A CERCAR LA BELLA MORTE

I GIOVANI, LA GUERRA, LA MORTE E IL FASCISMO

di Elisa Temellini

 

I giovani in camicia nera sono i personaggi principali di Vecchia guardia, un film del 1934 diretto da Alessandro Blasetti di propaganda al regime. I protagonisti sono due fratelli, Roberto e Mario. Già dalle prime scene non è lasciato spazio al dubbio: il messaggio è apologetico al regime.

 

Roberto e i suoi amici partono ogni notte con una missione fondamentale: l’”insegnamento” del Fascismo agli avversari. Nel film non si vede come queste lezioni vengano impartite, lo si intuisce però... Mario, il fratello minore, è deluso di non poter partecipare alle missioni punitive in cui primeggia il fratello. Il bimbo, fin troppo intraprendente, decide di intrufolarsi nel camion dei giovani fascisti. Come potere lasciar correre, rimanere indifferenti davanti a tutte le proteste dei lavoratori rossi se neanche l’ospedale, che dirige il padre dei due giovani, non riesce a funzionare per colpa delle proteste degli infermieri? Il bambino quindi sceglie di contribuire al bene della patria ma, ahimè, rimane ucciso da uno dei fucili degli avversari. Il film finisce con il padre e il figlio sopravvissuto, distrutti dal dolore, che si recano alla marcia su Roma.

 

I giovani del Ventennio avrebbero dovuto immedesimarsi in questi “eroi”: i più grandi in squadristi e i più piccoli in coraggiosi bambini energici, infelici di non poter ancora partecipare alle violenze legalizzate commesse su persone, che per la maggior parte della volte (al contrario di ciò che mostra il registra), erano inermi e disarmati. Neanche da dire: il film ebbe successo tra i gerarchi e addirittura ricevette apprezzamenti dallo stesso Adolf Hitler.

 

Ma vediamo quanto accadeva realmente.

I giovani squadristi utilizzavano, come strumenti del mestiere, l’olio di ricino per umiliare l’avversario che non si sottometteva, le taniche di benzina per incendiare le varie sedi dei sindacati, armi e bombe a mano da usare solo se la situazione volgeva al peggio. Purtroppo queste missioni non erano ragazzate, come si usava dire allora per giustificare i propri figli, ma l’inizio e l’emblema della dittatura fascista. Tante furono le persone che rimasero ferite e tante morirono a seguito delle violenze subite.

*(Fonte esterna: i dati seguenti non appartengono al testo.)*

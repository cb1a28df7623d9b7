//! Core engine types: players, RNG, configuration, actions.
//!
//! These are the building blocks every other module speaks in. Nothing
//! here knows the rules of the duel.

pub mod action;
pub mod config;
pub mod player;
pub mod rng;

pub use action::{Action, Coordinates};
pub use config::RulesConfig;
pub use player::{Player, PlayerId, PlayerMap};
pub use rng::GameRng;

L’ordine di istituire le squadre punitive per ogni città o territorio fu impartito da Mussolini stesso nel 1921. Le squadre rispettavano gerarchie ben organizzate: a capo vi era il ras con potere illimitato, a seguire vi erano i principi, i giovani che agivano, infine i triari da usare solo in mancanza di organici.

 

Le autorità e la polizia spesso tolleravano, se addirittura non appoggiavano questi crimini. I signorotti locali rifornivano persino gli squadristi di armi e mezzi di trasporto. Oltre ai reduci della Prima Guerra Mondiale, i componenti di queste squadre della morte, erano ragazzi che avrebbero voluto partecipare alla Grande Guerra ma che a causa della giovane età non poterono. I rozzi squadristi sfogavano su un nemico più immaginario che reale, la loro volontà di dominio. In divisa nessuno era più quello che era di giorno e, come in trincea, si trovavano assieme, uniti dallo stesso fanatismo, il figlio del medico e il figlio del contadino sospesi da regole, da schemi, dalla quotidianità e soprattutto estranei alla gerarchia familiare allora ancora particolarmente patriarcale. Il moschetto veniva contrapposto al libro e per molti come è comprensibile la scelta era ovvia e dava a questi ragazzi il piacere di maneggiare armi come fossero giocattoli.

 

Negli anni Venti, quando da poco era terminata la Prima Guerra, si ebbe un’ondata di emozioni, di fantasie, di angosce che si trasmise dalla vita pubblica alla sfera privata e dal mondo adulto a quello infantile. La Grande Guerra divenne il cavallo di battaglia del regime. Travisata e revisionata, diventò il momento storico fondatore per la giovane Italia. Essendo stata un’esperienza di massa, vissuta da tutti con sentita partecipazione e ricordata con commozione, venne facilmente manipolata al fine di suggestionare la mente dei ragazzi. Intorno al 1922, la ritualità fascista aveva già conquistato il cuore della maggioranza degli italiani: il saluto romano, il giuramento delle squadre, la venerazione dei simboli della nazione e della guerra, il culto della patria e dei caduti, le cerimonie di massa.

 

E se nei primi anni del regime la Grande Guerra e le lotte risorgimentali erano entrate nella retorica fascista come un’esperienza passata o meglio un’occasione perduta, nella seconda metà degli anni Trenta le imprese belliche da celebrare divennero quelle fasciste: la guerra d’Etiopia e la guerra di Spagna. L’ideologia fascista non crede alla pace perpetua che rende l’uomo rammollito e intimorito. Il pacifismo altro non è – secondo gli ideologi del regime – che una rinuncia alla lotta, alle virtù, alla tensione energica propria di un popolo eletto, alla vita stessa.

 

La guerra si era così impadronita delle fantasie di coloro che non l’avevano vissuta come un qualcosa di magico, una sorta di evasione dalla normale routine. Il regime prima si limitò a occupare la mente dei ragazzi italiani e in seguito si impossessò anche del tempo. Nelle prime settimane del 1935, ad anno scolastico già iniziato, i presidi delle scuole medie inaugurarono solennemente il nuovo corso di Cultura Militare, presentando alle scolaresche i nuovi professori provenienti da alti ranghi dell’esercito. Le ore annuali, prima venti poi trenta, avevano il compito di formare il cittadino–soldato, ma non solo sotto gli aspetti concreti della vita militare, piuttosto cercando di inculcare nel giovane una sorta di spirito militaresco. Lo scopo era chiaro: anche i giovani dovevano prendere dimestichezza con la guerra. Il popolo doveva prepararsi alle grandi battaglie che avrebbero dovuto fare dell’Italia un impero grandioso.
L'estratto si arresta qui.